I bought some digital cooking scales last weekend and discovered something weird. I put a little bowl on them, zeroed the scales, and then started pouring salt into the bowl until they read 10g (the scales are meant to have a resolution of 1g). I thought the quantity looked a bit much, so I took the bowl off the scales and put it back on, and the scales read 14g. I poured the salt out of the bowl and put the bowl back on the scales, and they read 0g. I dumped the salt back into the bowl all in one go and the scales read 14g again! I tried the whole procedure several times and got the same result. What's going on here?

I tested the scales against some deli containers I'd bought which had the weights marked on the price tag and they seemed quite accurate. So what's the best way to use these scales so that I get the most accurate results? Should I limit myself to putting larger quantites of stuff in them at a time rather than pouring things in slowly?


----------



## mudbug (Dec 30, 1999)

What is/are the brand and model of your scales?


----------



## jim berman (Oct 28, 1999)

I have used mine religiously. Never had a problem. Maybe you are experiencing some type of glitch??


----------



## sladflob (Apr 2, 2004)

The scales are made by Kenwood, a UK manufacturer. They weren't the most expensive ones available, but nowhere near the cheapest either, and I think they're relatively accurate for "static" loads. They just seem to behave strangely if you dynamically change what you're trying to weigh in very small increments.

james


----------



## marjorue (May 23, 2004)

I once bought a Cuisinart digital scale and ended up giving it away to a friend chef. Everytime I put the same hunk of dough on it, it gve me a different answer. I stayed with my old mechanical one...........it still works fine. My friend said he never used it. End of story, end of my 60 bucks!


----------



## mudbug (Dec 30, 1999)

If you use your scale on a regular basis, there's no point in having one which is not accurate. There are plenty of decent ones that don't cost an arm and a leg and it's an investment that will potentially last you the rest of your life.

In the future, if you're in doubt and you can return the item, do.

Here is a place you can browse to see what's out there and what the prices are, click here.


----------



## kokopuffs (Aug 4, 2000)

Listen, I teach chemistry and whenever you purchase a scale, also purchase a set of standard weights for checking its accuracy. Awhile back I spent over $100 for a triple beam balance and thanks to checking with standard weights, the scale readings were found to be erroneous by 2 grams out of 14 grams. Okay? :chef:


----------



## mikelm (Dec 23, 2000)

We recently pruchased a small Soehnle digital scale that works up to 11 pounds. It claims to be accurate to .1 oz. up to 5-1/2 pounds, and to .2 oz. from there to 11 pounds. We haven't tested it rigorously, though.

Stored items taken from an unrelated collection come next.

//! Condition evaluators.
//!
//! A compiled clause is one of four closed shapes; every shape is a pure
//! function of the local site organization and the request context.

use fedauthz_core::AuthzContext;
use serde::Serialize;

const TARGET_SITE: &str = "site";
const TARGET_SUBMITTER: &str = "submitter";

/// What a match condition compares the requesting user against
#[derive(Debug, Clone, PartialEq, Eq, Hash, Serialize)]
#[serde(rename_all = "snake_case")]
pub enum Target {
    /// The organization operating this node
    Site,
    /// The submitter recorded in the context
    Submitter,
    /// A literal organization or user name
    Literal(String),
}

impl Target {
    /// Classify a normalized target token
    #[must_use]
    pub fn parse(value: &str) -> Self {
        match value {
            TARGET_SITE => Self::Site,
            TARGET_SUBMITTER => Self::Submitter,
            other => Self::Literal(other.to_string()),
        }
    }

    /// The token as it appears in an expression
    #[must_use]
    pub fn as_str(&self) -> &str {
        match self {
            Self::Site => TARGET_SITE,
            Self::Submitter => TARGET_SUBMITTER,
            Self::Literal(value) => value,
        }
    }
}

impl std::fmt::Display for Target {
    fn fmt(&self, f: &mut std::fmt::Formatter<'_>) -> std::fmt::Result {
        f.write_str(self.as_str())
    }
}

/// A single compiled clause of a role-right rule
#[derive(Debug, Clone, PartialEq, Eq, Hash, Serialize)]
#[serde(rename_all = "snake_case")]
pub enum Condition {
    /// User's organization equals the target organization
    OrgMatch(Target),
    /// User's name equals the target name
    NameMatch(Target),
    /// Always matches
    AlwaysAllow,
    /// Never matches
    AlwaysDeny,
}

impl Condition {
    /// Test this clause against `ctx`. `site_org` must already be normalized.
    #[must_use]
    pub fn evaluate(&self, site_org: &str, ctx: &AuthzContext) -> bool {
        match self {
            Self::OrgMatch(Target::Site) => ctx.user().org() == site_org,
            Self::OrgMatch(Target::Submitter) => ctx.user().org() == ctx.submitter().org(),
            Self::OrgMatch(Target::Literal(org)) => ctx.user().org() == org.as_str(),
            Self::NameMatch(Target::Submitter) => ctx.user().name() == ctx.submitter().name(),
            // "site" has no special meaning for names
            Self::NameMatch(target) => ctx.user().name() == target.as_str(),
            Self::AlwaysAllow => true,
            Self::AlwaysDeny => false,
        }
    }
}

impl std::fmt::Display for Condition {
    fn fmt(&self, f: &mut std::fmt::Formatter<'_>) -> std::fmt::Result {
        match self {
            Self::OrgMatch(target) => write!(f, "org:{}", target),
            Self::NameMatch(target) => write!(f, "name:{}", target),
            Self::AlwaysAllow => write!(f, "any"),
            Self::AlwaysDeny => write!(f, "none"),
        }
    }
}
//! Command implementations, kept apart from argument parsing.

use color_eyre::eyre::{Result, WrapErr};
use fedauthz_core::{AuthzContext, Person};
use fedauthz_policy::{parse_policy_config, Authorizer, Decision, Policy, PolicyError};
use serde_json::Value;
use std::collections::HashMap;
use std::path::Path;

/// Request assembled from `check` flags
#[derive(Debug, Clone)]
pub struct CheckRequest {
    pub site_org: String,
    pub right: String,
    pub user_name: String,
    pub user_org: String,
    pub roles: Vec<String>,
    pub submitter_name: Option<String>,
    pub submitter_org: Option<String>,
}

/// Read the policy document and the optional category table
pub fn load_inputs(
    policy: &Path,
    categories: Option<&Path>,
) -> Result<(Value, HashMap<String, String>)> {
    let document = read_json(policy)?;
    let categories = match categories {
        Some(path) => serde_json::from_value(read_json(path)?)
            .wrap_err_with(|| format!("{} is not a right -> category object", path.display()))?,
        None => HashMap::new(),
    };
    tracing::debug!(
        policy = %policy.display(),
        categories = categories.len(),
        "Loaded preview inputs"
    );
    Ok((document, categories))
}

fn read_json(path: &Path) -> Result<Value> {
    let text = std::fs::read_to_string(path)
        .wrap_err_with(|| format!("failed to read {}", path.display()))?;
    serde_json::from_str(&text).wrap_err_with(|| format!("{} is not valid JSON", path.display()))
}

/// Compile a document against a category table
pub fn compile(
    document: &Value,
    categories: &HashMap<String, String>,
) -> Result<Policy, PolicyError> {
    parse_policy_config(document, Some(categories))
}

/// Human-readable dump of a compiled policy
pub fn render_policy(policy: &Policy) -> String {
    let mut out = format!(
        "roles: {}\nrights: {}\n",
        policy.get_roles().join(", "),
        policy.get_rights().join(", ")
    );

    let rows: Vec<(&str, &str, String)> = policy
        .role_rights()
        .iter()
        .flat_map(|(role, rights)| {
            rights
                .iter()
                .map(move |(right, expr)| (role.as_str(), right.as_str(), expr.to_string()))
        })
        .collect();
    let role_width = rows.iter().map(|r| r.0.len()).max().unwrap_or(0).max(4);
    let right_width = rows.iter().map(|r| r.1.len()).max().unwrap_or(0).max(5);

    out.push_str(&format!(
        "{:<role_width$}  {:<right_width$}  expression\n",
        "role", "right"
    ));
    for (role, right, expr) in rows {
        out.push_str(&format!(
            "{:<role_width$}  {:<right_width$}  {}\n",
            role, right, expr
        ));
    }
    out
}

/// Evaluate one request through a freshly loaded [`Authorizer`]
pub fn check(
    document: &Value,
    categories: HashMap<String, String>,
    request: &CheckRequest,
) -> Result<Decision> {
    let authorizer = Authorizer::new(&request.site_org, Some(categories));
    authorizer
        .load_policy(document)
        .wrap_err("policy document rejected")?;

    let user = Person::with_roles(&request.user_name, &request.user_org, &request.roles)?;
    let submitter = match (&request.submitter_name, &request.submitter_org) {
        (None, None) => None,
        (name, org) => Some(Person::new(
            name.as_deref().unwrap_or_default(),
            org.as_deref().unwrap_or_default(),
            "",
        )),
    };
    let ctx = AuthzContext::new(request.right.clone(), user, submitter);
    Ok(authorizer.authorize(&ctx))
}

It has the "tare" function: you push the button to turn it on, then set a container on it and push the button again. It resets to zero, ignoring the weight of the container. You then add an ingredient to the required amount, and press the button again. The scale again resets to zero, and you add the next ingredient to its amount, push the button to zero again, and so forth.

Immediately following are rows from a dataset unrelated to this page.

//! Authorization decision value.

use serde::{Deserialize, Serialize};

/// Outcome of an authorization query. A denial is a normal outcome, not an
/// error.
#[derive(Debug, Clone, PartialEq, Eq, Serialize, Deserialize)]
pub struct Decision {
    /// Whether the request is permitted
    pub permitted: bool,
    /// Human-readable reason, empty when permitted or when none was produced
    pub reason: String,
}

impl Decision {
    /// A permit with no reason
    #[must_use]
    pub fn permit() -> Self {
        Self {
            permitted: true,
            reason: String::new(),
        }
    }

    /// A denial with the given reason
    #[must_use]
    pub fn deny(reason: impl Into<String>) -> Self {
        Self {
            permitted: false,
            reason: reason.into(),
        }
    }

    /// Check if permitted
    #[must_use]
    pub fn is_permitted(&self) -> bool {
        self.permitted
    }

    /// Reason text
    #[must_use]
    pub fn reason(&self) -> &str {
        &self.reason
    }
}

impl From<Decision> for (bool, String) {
    fn from(decision: Decision) -> Self {
        (decision.permitted, decision.reason)
    }
}

#[cfg(test)]
mod tests {
    use super::*;

    #[test]
    fn test_permit() {
        let d = Decision::permit();
        assert!(d.is_permitted());
        assert_eq!(d.reason(), "");
    }

    #[test]
    fn test_deny_into_tuple() {
        let (permitted, reason): (bool, String) = Decision::deny("nope").into();
        assert!(!permitted);
        assert_eq!(reason, "nope");
    }
}
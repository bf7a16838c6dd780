//! fedauthz Core Types
//!
//! Identity and request-context values shared by the policy engine and its
//! callers. This crate contains pure types and logic with no I/O.

#![warn(missing_docs)]
#![warn(clippy::all)]

pub mod context;
pub mod error;
pub mod person;
pub mod text;

// Re-exports
pub use context::AuthzContext;
pub use error::{CoreError, CoreResult};
pub use person::Person;
pub use text::{normalize_str, value_type_name};
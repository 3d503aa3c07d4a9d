use super::dma::Dma;
use super::dmc::Dmc;
use super::frame_counter::{FrameClock, FrameCounter};
use super::noise::Noise;
use super::pulse::Pulse;
use super::triangle::Triangle;
use crate::signals::{BusLines, IrqSource};

/// Main APU module integrating the frame counter, the five sound channels and
/// the DMA unit. Clocked once per CPU cycle, after the CPU and PPU stages.
#[derive(Debug, Clone, bincode::Encode, bincode::Decode)]
pub struct Apu {
    frame_counter: FrameCounter,
    pulse1: Pulse,
    pulse2: Pulse,
    triangle: Triangle,
    noise: Noise,
    dmc: Dmc,
    dma: Dma,
}

impl Default for Apu {
    fn default() -> Self {
        Self::new()
    }
}

impl Apu {
    /// Power-on state
    pub fn new() -> Self {
        Self {
            frame_counter: FrameCounter::new(),
            pulse1: Pulse::new(true),
            pulse2: Pulse::new(false),
            triangle: Triangle::new(),
            noise: Noise::new(),
            dmc: Dmc::new(),
            dma: Dma::new(),
        }
    }

    /// Soft reset: as if $4015 was cleared; the frame counter re-applies its last mode
    pub fn reset(&mut self) {
        self.set_channels_enabled(0x00, 0);
        self.dmc.reset();
        self.frame_counter.reset();
        self.frame_counter.clear_irq();
        self.dma = Dma::new();
    }

    /// Clock the APU by one CPU cycle
    pub fn tick(&mut self, lines: &mut BusLines) {
        match self.frame_counter.clock() {
            FrameClock::None => {}
            FrameClock::Quarter => self.clock_quarter_frame(),
            FrameClock::Half => {
                self.clock_quarter_frame();
                self.clock_half_frame();
            }
        }

        self.pulse1.clock_timer();
        self.pulse2.clock_timer();
        self.triangle.clock_timer();
        self.noise.clock_timer();
        self.dmc.clock(&mut self.dma);

        // Staged length counter writes land at the end of the cycle
        self.pulse1.length_counter().commit();
        self.pulse2.length_counter().commit();
        self.triangle.length_counter().commit();
        self.noise.length_counter().commit();

        self.update_irq(lines);
    }

    fn clock_quarter_frame(&mut self) {
        self.pulse1.clock_quarter_frame();
        self.pulse2.clock_quarter_frame();
        self.triangle.clock_quarter_frame();
        self.noise.clock_quarter_frame();
    }

    fn clock_half_frame(&mut self) {
        self.pulse1.clock_half_frame();
        self.pulse2.clock_half_frame();
        self.triangle.clock_half_frame();
        self.noise.clock_half_frame();
    }

    fn update_irq(&self, lines: &mut BusLines) {
        lines.set_irq(IrqSource::FrameCounter, self.frame_counter.irq_flag());
        lines.set_irq(IrqSource::Dmc, self.dmc.irq_flag());
    }

    fn set_channels_enabled(&mut self, value: u8, cpu_cycle: u64) {
        self.pulse1.length_counter().set_enabled(value & 0x01 != 0);
        self.pulse2.length_counter().set_enabled(value & 0x02 != 0);
        self.triangle.length_counter().set_enabled(value & 0x04 != 0);
        self.noise.length_counter().set_enabled(value & 0x08 != 0);
        self.dmc.set_enabled(value & 0x10 != 0, cpu_cycle);
    }

    /// Write to $4000-$4017 (except $4016, which belongs to the controllers)
    pub fn write_register(&mut self, addr: u16, value: u8, cpu_cycle: u64, lines: &mut BusLines) {
        match addr {
            0x4000..=0x4003 => self.pulse1.write_register(addr, value),
            0x4004..=0x4007 => self.pulse2.write_register(addr, value),
            0x4008..=0x400B => self.triangle.write_register(addr, value),
            0x400C..=0x400F => self.noise.write_register(addr, value),
            0x4010..=0x4013 => self.dmc.write_register(addr, value),
            0x4014 => self.dma.start_oam(value),
            0x4015 => {
                self.dmc.clear_irq();
                self.set_channels_enabled(value, cpu_cycle);
            }
            0x4017 => self.frame_counter.write_register(value, cpu_cycle),
            _ => {}
        }
        self.update_irq(lines);
    }

    /// Status bits of $4015 without side effects. Bit 5 is not driven.
    pub fn peek_status(&self) -> u8 {
        let mut status = 0;
        if self.pulse1.active() {
            status |= 0x01;
        }
        if self.pulse2.active() {
            status |= 0x02;
        }
        if self.triangle.active() {
            status |= 0x04;
        }
        if self.noise.active() {
            status |= 0x08;
        }
        if self.dmc.active() {
            status |= 0x10;
        }
        if self.frame_counter.irq_flag() {
            status |= 0x40;
        }
        if self.dmc.irq_flag() {
            status |= 0x80;
        }
        status
    }

    /// Read $4015. Clears the frame IRQ flag.
    pub fn read_status(&mut self, open_bus: u8, lines: &mut BusLines) -> u8 {
        let status = self.peek_status() | (open_bus & 0x20);
        self.frame_counter.clear_irq();
        self.update_irq(lines);
        status
    }

    /// Check state that indexes fixed tables (used on restored snapshots)
    pub fn validate(&self) -> Result<(), &'static str> {
        if !self.pulse1.is_valid() || !self.pulse2.is_valid() {
            return Err("pulse sequencer out of range");
        }
        if !self.triangle.is_valid() {
            return Err("triangle sequencer out of range");
        }
        if !self.frame_counter.is_valid() {
            return Err("frame counter step out of range");
        }
        Ok(())
    }

    pub fn dma(&self) -> &Dma {
        &self.dma
    }

    pub fn dma_mut(&mut self) -> &mut Dma {
        &mut self.dma
    }

    /// Address the DMC will fetch next
    pub fn dmc_address(&self) -> u16 {
        self.dmc.current_address()
    }

    /// Hand a DMA-fetched byte to the DMC
    pub fn dmc_fetched(&mut self, value: u8, lines: &mut BusLines) {
        self.dmc.set_read_buffer(value);
        self.update_irq(lines);
    }

    /// Current mixed output level in 0.0..=1.0 using the non-linear mixer
    pub fn sample(&self) -> f32 {
        let pulse = (self.pulse1.output() + self.pulse2.output()) as f32;
        let pulse_out = if pulse == 0.0 {
            0.0
        } else {
            95.88 / (8128.0 / pulse + 100.0)
        };

        let tnd = self.triangle.output() as f32 / 8227.0
            + self.noise.output() as f32 / 12241.0
            + self.dmc.output() as f32 / 22638.0;
        let tnd_out = if tnd == 0.0 {
            0.0
        } else {
            159.79 / (1.0 / tnd + 100.0)
        };

        pulse_out + tnd_out
    }
}
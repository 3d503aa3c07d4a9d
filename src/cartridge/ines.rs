//! iNES image loader

use std::io;

use crate::cartridge::{Cartridge, Mirroring};

const HEADER_SIZE: usize = 16;
const TRAINER_SIZE: usize = 512;
const PRG_UNIT: usize = 16384; // 16 KB units
const CHR_UNIT: usize = 8192; // 8 KB units

fn invalid(message: &str) -> io::Error {
    io::Error::new(io::ErrorKind::InvalidData, message.to_string())
}

/// Parse an iNES v1 image (NES 2.0 headers are read as v1)
pub fn parse(data: &[u8]) -> io::Result<Cartridge> {
    // Validate iNES header (first 4 bytes should be "NES\x1A")
    if data.len() < HEADER_SIZE || &data[0..4] != b"NES\x1A" {
        return Err(invalid("Invalid iNES file format"));
    }

    let prg_rom_size = data[4] as usize * PRG_UNIT;
    let chr_rom_size = data[5] as usize * CHR_UNIT;
    let flags6 = data[6];
    let mut flags7 = data[7];

    if prg_rom_size == 0 {
        return Err(invalid("iNES image has no PRG ROM"));
    }

    // Old dumps carry garbage ("DiskDude!") in bytes 7-15. The upper mapper nibble
    // is only trusted if the padding is clean or the header is NES 2.0.
    let nes2 = flags7 & 0x0C == 0x08;
    if !nes2 && data[12..16].iter().any(|&b| b != 0) {
        flags7 = 0;
    }
    let mapper_id = (flags6 >> 4) | (flags7 & 0xF0);

    // Bit 3: Four-screen mode, Bit 0: Mirroring (0 = horizontal, 1 = vertical)
    let mirroring = if flags6 & 0x08 != 0 {
        Mirroring::FourScreen
    } else if flags6 & 0x01 != 0 {
        Mirroring::Vertical
    } else {
        Mirroring::Horizontal
    };
    let battery = flags6 & 0x02 != 0;

    let trainer = if flags6 & 0x04 != 0 { TRAINER_SIZE } else { 0 };
    let prg_rom_start = HEADER_SIZE + trainer;
    let chr_rom_start = prg_rom_start + prg_rom_size;
    let chr_rom_end = chr_rom_start + chr_rom_size;

    if data.len() < chr_rom_end {
        return Err(invalid("File too small for specified ROM sizes"));
    }

    let prg_rom = data[prg_rom_start..chr_rom_start].to_vec();
    let chr_rom = data[chr_rom_start..chr_rom_end].to_vec();

    Ok(Cartridge::new(mapper_id, prg_rom, chr_rom, mirroring, battery))
}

We bought it at www.homeclick.com for $64. I think it may be more suited to household than professional use.

Incidentally, I recommend that site as a great source for practically everything you might need around the house. We are completlng a HUGE renovation of a condo, and spent several thousand bucks there for everything from ceiling fans, hardware, light fixtures and, yes, the kitchen sink. We even got a supplemental set of Villeroy & Bosch china for a little less than half what our friendly local Bloomingdale's wanted.

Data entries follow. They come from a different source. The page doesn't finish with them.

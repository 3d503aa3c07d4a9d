//! DMA arbitration between sprite (OAM) copies and DMC sample fetches.
//!
//! Both units steal cycles from the CPU. A pending request first waits for the CPU
//! to reach a read cycle, which is replaced by a halt cycle. After that the DMA
//! owns the bus one cycle at a time: "get" cycles (even CPU cycles) read, "put"
//! cycles (odd) write. DMC wins a shared get cycle, OAM wins a shared put cycle,
//! and sprite DMA cycles also count as the DMC unit's halt/alignment cycles.

use tracing::trace;

use crate::cpu::CpuBus;

const OAM_DATA: u16 = 0x2004;
const OAM_TRANSFER_STEPS: u16 = 0x200;

#[derive(Debug, Clone, Copy, Default, PartialEq, Eq, bincode::Encode, bincode::Decode)]
pub struct Dma {
    oam_running: bool,
    oam_page: u8,
    oam_offset: u8,
    oam_counter: u16,
    oam_latch: u8,

    dmc_running: bool,
    need_dummy: bool,
    abort_dmc: bool,

    /// A request is waiting for the CPU to reach a read cycle
    need_halt: bool,
    /// The CPU is halted and the bus belongs to the DMA
    in_progress: bool,
    /// Address the CPU was reading when halted; repeated on idle cycles
    halt_addr: u16,
    /// The current CPU cycle is the halt cycle
    halt_cycle: bool,
}

impl Dma {
    pub fn new() -> Self {
        Self::default()
    }

    /// $4014 write: copy 256 bytes from `page << 8` to OAM
    pub fn start_oam(&mut self, page: u8) {
        trace!(page, "OAM DMA requested");
        self.oam_running = true;
        self.oam_page = page;
        self.oam_offset = 0;
        self.oam_counter = 0;
        self.need_halt = true;
    }

    /// The DMC sample buffer emptied and more bytes remain
    pub fn start_dmc(&mut self) {
        self.dmc_running = true;
        self.need_dummy = true;
        self.need_halt = true;
    }

    /// The DMC channel was disabled through $4015
    pub fn stop_dmc(&mut self) {
        if self.dmc_running {
            if (self.need_halt && !self.in_progress) || self.halt_cycle {
                // Not past the halt cycle yet: cancel outright
                self.dmc_running = false;
                self.need_dummy = false;
                self.need_halt = self.need_halt && self.oam_running;
                self.in_progress = self.in_progress && self.oam_running;
            } else {
                self.abort_dmc = true;
            }
        }
    }

    /// True when the next CPU read cycle must be turned into a halt cycle
    pub fn need_halt(&self) -> bool {
        self.need_halt && !self.in_progress
    }

    /// True while the DMA owns the bus
    pub fn in_progress(&self) -> bool {
        self.in_progress
    }

    pub fn dmc_pending(&self) -> bool {
        self.dmc_running
    }

    /// The halt cycle. The CPU's read of `addr` on this cycle has already been
    /// performed on the bus and its result discarded.
    pub fn halt(&mut self, addr: u16) {
        self.halt_addr = addr;
        self.halt_cycle = true;
        self.need_halt = false;
        self.in_progress = self.dmc_running || self.oam_running;
    }

    /// Flags consumed by every DMA cycle, in priority order
    fn process_cycle(&mut self) {
        if self.abort_dmc {
            self.dmc_running = false;
            self.abort_dmc = false;
            self.need_dummy = false;
            self.need_halt = false;
        } else if self.need_halt {
            self.need_halt = false;
        } else if self.need_dummy {
            self.need_dummy = false;
        }
    }

    fn dummy_read<B: CpuBus>(&self, bus: &mut B) {
        // Controller ports are not re-read by idle DMA cycles
        if self.halt_addr != 0x4016 && self.halt_addr != 0x4017 {
            bus.read(self.halt_addr);
        }
    }

    /// Run one bus cycle on behalf of the DMA. Returns the byte fetched for the
    /// DMC sample buffer, if this was the DMC's read cycle.
    pub fn cycle<B: CpuBus>(&mut self, bus: &mut B, dmc_addr: u16, cpu_cycle: u64) -> Option<u8> {
        let get_cycle = cpu_cycle & 0x01 == 0;
        let mut fetched = None;
        self.halt_cycle = false;

        if get_cycle {
            if self.dmc_running && !self.need_halt && !self.need_dummy {
                self.process_cycle();
                fetched = Some(bus.read(dmc_addr));
                self.dmc_running = false;
                self.abort_dmc = false;
            } else if self.oam_running {
                self.process_cycle();
                let addr = (self.oam_page as u16) << 8 | self.oam_offset as u16;
                self.oam_latch = bus.read(addr);
                self.oam_offset = self.oam_offset.wrapping_add(1);
                self.oam_counter += 1;
            } else {
                self.process_cycle();
                self.dummy_read(bus);
            }
        } else if self.oam_running && self.oam_counter & 0x01 == 1 {
            self.process_cycle();
            bus.write(OAM_DATA, self.oam_latch);
            self.oam_counter += 1;
            if self.oam_counter == OAM_TRANSFER_STEPS {
                self.oam_running = false;
            }
        } else {
            // Alignment cycle
            self.process_cycle();
            self.dummy_read(bus);
        }

        self.in_progress = self.dmc_running || self.oam_running;
        fetched
    }
}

We did a LOT of comparison shopping including the Internet, through our contractors, my son's cabinet shop, our architect, and everything else we could think of, and Homeclick frequently came up the best deal. Their service and delivery were quite satisfactory.

And no, I'm not on commission or a stockholder.

Mike


----------



## mudbug (Dec 30, 1999)

Thank you for your regular contributions Mike.


----------



## momoreg (Mar 4, 2000)

Ummm, You DID zero out the scale again before wheighing for a second time, right? I'm sure you did, but I have to ask. I have a digital scale that's great for small quantities, but once you go over 6 lb., it just shuts off. Stay with analog. It doesn't need batteries.


----------